= Beginning of Section =

/*  Copyright 2022-23, Juspay India Pvt Ltd
    This program is free software: you can redistribute it and/or modify it under the terms of the GNU Affero General Public License
    as published by the Free Software Foundation, either version 3 of the License, or (at your option) any later version. This program
    is distributed in the hope that it will be useful, but WITHOUT ANY WARRANTY; without even the implied warranty of MERCHANTABILITY
    or FITNESS FOR A PARTICULAR PURPOSE. See the GNU Affero General Public License for more details. You should have received a copy of
    the GNU Affero General Public License along with this program. If not, see <https://www.gnu.org/licenses/>.
*/
use crate::common::{
    sample_filter::{filter_sample, FilterResult},
    trip_end_detection::is_trip_ended,
    types::*,
};
use crate::domain::types::ui::location::*;
use crate::environment::AppState;
use crate::sample_filter_outcome;
use crate::tools::{
    error::AppError,
    logger::*,
    prometheus::{SAMPLE_FILTER_OUTCOME, TOTAL_LOCATION_EVENTS, TRIP_END_DETECTED},
};

/// Runs a batch of location events of one session through the sample filter and the trip end
/// evaluator.
///
/// Every sample is validated before anything is written, so an invalid sample leaves the
/// histories untouched. Samples are then handled in capture time order while holding the
/// session's processing lock. `now` closes the time window of every evaluation in the batch.
pub async fn process_location_events(
    data: &AppState,
    session_id: SessionId,
    events: Vec<LocationEvent>,
    now: TimeStamp,
) -> Result<LocationUpdateResponse, AppError> {
    let mut outcomes = vec![SampleOutcome::Skipped; events.len()];

    let mut samples = events
        .into_iter()
        .enumerate()
        .filter_map(|(idx, event)| match event {
            LocationEvent::LocationChanged(LocationChangedEvent { pt, acc, ts }) => {
                Some(LocationSample::new(pt, acc, ts).map(|sample| (idx, sample)))
            }
            LocationEvent::LocationAvailability { available } => {
                debug!(tag = "[Location Events]", session_id = ?session_id, available = available, "Skipping availability event");
                None
            }
        })
        .collect::<Result<Vec<(usize, LocationSample)>, AppError>>()?;

    samples.sort_by_key(|(_, sample)| sample.captured_at);

    if !data
        .history_store
        .try_lock_session(&session_id, data.session_lock_expiry)
        .await?
    {
        let SessionId(session_id) = session_id;
        return Err(AppError::UnderProcessing(session_id));
    }

    let result = process_samples(data, &session_id, &samples, now, &mut outcomes).await;

    if let Err(err) = data.history_store.unlock_session(&session_id).await {
        error!(tag = "[Location Events]", session_id = ?session_id, "Failed to release session lock : {}", err.message());
    }

    let trip_ended = result?;

    Ok(LocationUpdateResponse {
        outcomes,
        trip_ended,
    })
}

async fn process_samples(
    data: &AppState,
    session_id: &SessionId,
    samples: &[(usize, LocationSample)],
    now: TimeStamp,
    outcomes: &mut [SampleOutcome],
) -> Result<bool, AppError> {
    let mut trip_ended = false;

    for (idx, sample) in samples {
        TOTAL_LOCATION_EVENTS.inc();

        let outcome = process_sample(data, session_id, sample, now).await?;
        sample_filter_outcome!(outcome.to_string().as_str());

        trip_ended |= outcome == SampleOutcome::TripEnded;
        if let Some(slot) = outcomes.get_mut(*idx) {
            *slot = outcome;
        }
    }

    Ok(trip_ended)
}

#[instrument(level = "DEBUG", skip(data))]
async fn process_sample(
    data: &AppState,
    session_id: &SessionId,
    sample: &LocationSample,
    now: TimeStamp,
) -> Result<SampleOutcome, AppError> {
    data.history_store
        .record_raw_sample(session_id, sample)
        .await?;

    let last_filtered = data
        .history_store
        .get_last_filtered_samples(session_id, 1)
        .await?
        .into_iter()
        .next();

    let admitted = match filter_sample(sample, last_filtered.as_ref(), &data.thresholds) {
        FilterResult::RejectLowAccuracy => {
            debug!(tag = "[Sample Filter]", session_id = ?session_id, accuracy = ?sample.accuracy, "Rejected low accuracy sample");
            return Ok(SampleOutcome::RejectedLowAccuracy);
        }
        FilterResult::RejectDuplicate => {
            debug!(tag = "[Sample Filter]", session_id = ?session_id, "Rejected duplicate sample");
            return Ok(SampleOutcome::RejectedDuplicate);
        }
        FilterResult::Admit(admitted) => admitted,
    };

    data.history_store
        .record_filtered_sample(session_id, &admitted)
        .await?;

    let count_window = data
        .history_store
        .get_last_filtered_samples(session_id, data.thresholds.count_window_size)
        .await?;
    let time_window = data
        .history_store
        .get_filtered_samples_in_range(session_id, &TimeWindow::ending_at(now, &data.thresholds))
        .await?;

    if !is_trip_ended(&count_window, &time_window, &data.thresholds) {
        return Ok(SampleOutcome::Admitted);
    }

    TRIP_END_DETECTED.inc();
    info!(tag = "[Trip End Detection]", session_id = ?session_id, "Trip ended");

    if let Err(err) = data
        .notifier
        .notify_trip_ended(session_id, &admitted)
        .await
    {
        error!(tag = "[Trip End Notification]", session_id = ?session_id, "Failed to notify trip end : {}", err.message());
    }

    Ok(SampleOutcome::TripEnded)
}

#[cfg(test)]
mod tests {
    use super::*;
    use crate::common::{
        history::{HistoryStore, InMemoryHistoryStore},
        notifier::{InMemoryTripEndNotifier, TripEndNotifier},
    };
    use async_trait::async_trait;
    use std::sync::Arc;

    const NOW_MS: i64 = 1_700_000_000_000;

    struct FailingNotifier;

    #[async_trait]
    impl TripEndNotifier for FailingNotifier {
        async fn notify_trip_ended(
            &self,
            _session_id: &SessionId,
            _sample: &LocationSample,
        ) -> Result<(), AppError> {
            Err(AppError::KafkaPushFailed("broker down".to_string()))
        }
    }

    fn changed(meters_north: f64, acc: f64, age_ms: i64) -> LocationEvent {
        LocationEvent::LocationChanged(LocationChangedEvent {
            pt: Point {
                lat: Latitude(12.9716 + meters_north / 111_195.0),
                lon: Longitude(77.5946),
            },
            acc: Accuracy(acc),
            ts: TimeStamp::from_millis(NOW_MS - age_ms).expect("valid timestamp"),
        })
    }

    fn now() -> TimeStamp {
        TimeStamp::from_millis(NOW_MS).expect("valid timestamp")
    }

    fn stationary_events() -> Vec<LocationEvent> {
        (0..10)
            .map(|i| changed(i as f64, 5.0, (10 - i) * 1_000))
            .collect()
    }

    #[tokio::test]
    async fn trip_end_is_evaluated_against_the_given_clock() {
        let notifier = Arc::new(InMemoryTripEndNotifier::new());
        let data = AppState::with_collaborators(
            Arc::new(InMemoryHistoryStore::new(3600)),
            notifier.clone(),
            TripEndThresholds::default(),
        )
        .expect("valid thresholds");

        let resp = process_location_events(
            &data,
            SessionId("session-1".to_string()),
            stationary_events(),
            now(),
        )
        .await
        .expect("processed");

        assert!(resp.trip_ended);
        assert_eq!(resp.outcomes[9], SampleOutcome::TripEnded);

        let events = notifier.events().await;
        assert_eq!(events.len(), 1);
        assert_eq!(events[0].ts.as_millis(), NOW_MS - 1_000);
    }

    #[tokio::test]
    async fn samples_ahead_of_the_clock_are_outside_the_time_window() {
        let data = AppState::with_collaborators(
            Arc::new(InMemoryHistoryStore::new(3600)),
            Arc::new(InMemoryTripEndNotifier::new()),
            TripEndThresholds::default(),
        )
        .expect("valid thresholds");
        let earlier = TimeStamp::from_millis(NOW_MS - 60 * 60 * 1_000).expect("valid timestamp");

        let resp = process_location_events(
            &data,
            SessionId("session-1".to_string()),
            stationary_events(),
            earlier,
        )
        .await
        .expect("processed");

        assert!(!resp.trip_ended);
        assert_eq!(resp.outcomes, vec![SampleOutcome::Admitted; 10]);
    }

    #[tokio::test]
    async fn notifier_failure_does_not_fail_the_update() {
        let store = Arc::new(InMemoryHistoryStore::new(3600));
        let data = AppState::with_collaborators(
            store.clone(),
            Arc::new(FailingNotifier),
            TripEndThresholds::default(),
        )
        .expect("valid thresholds");
        let session_id = SessionId("session-1".to_string());

        let resp = process_location_events(&data, session_id.clone(), stationary_events(), now())
            .await
            .expect("processed");

        assert!(resp.trip_ended);
        assert!(store
            .try_lock_session(&session_id, 10)
            .await
            .expect("lock"));
    }

    #[tokio::test]
    async fn sessions_do_not_share_history() {
        let data = AppState::with_collaborators(
            Arc::new(InMemoryHistoryStore::new(3600)),
            Arc::new(InMemoryTripEndNotifier::new()),
            TripEndThresholds::default(),
        )
        .expect("valid thresholds");

        let first = process_location_events(
            &data,
            SessionId("session-1".to_string()),
            vec![changed(0.0, 5.0, 2_000)],
            now(),
        )
        .await
        .expect("processed");
        let second = process_location_events(
            &data,
            SessionId("session-2".to_string()),
            vec![changed(0.0, 5.0, 1_000)],
            now(),
        )
        .await
        .expect("processed");

        assert_eq!(first.outcomes, vec![SampleOutcome::Admitted]);
        assert_eq!(second.outcomes, vec![SampleOutcome::Admitted]);
    }
}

= End of Section =

• How to complete this task
When a line of the material holds the string "Public", copy that line.

• Expected answer
    This program is free software: you can redistribute it and/or modify it under the terms of the GNU Affero General Public License
    or FITNESS FOR A PARTICULAR PURPOSE. See the GNU Affero General Public License for more details. You should have received a copy of
    the GNU Affero General Public License along with this program. If not, see <https://www.gnu.org/licenses/>.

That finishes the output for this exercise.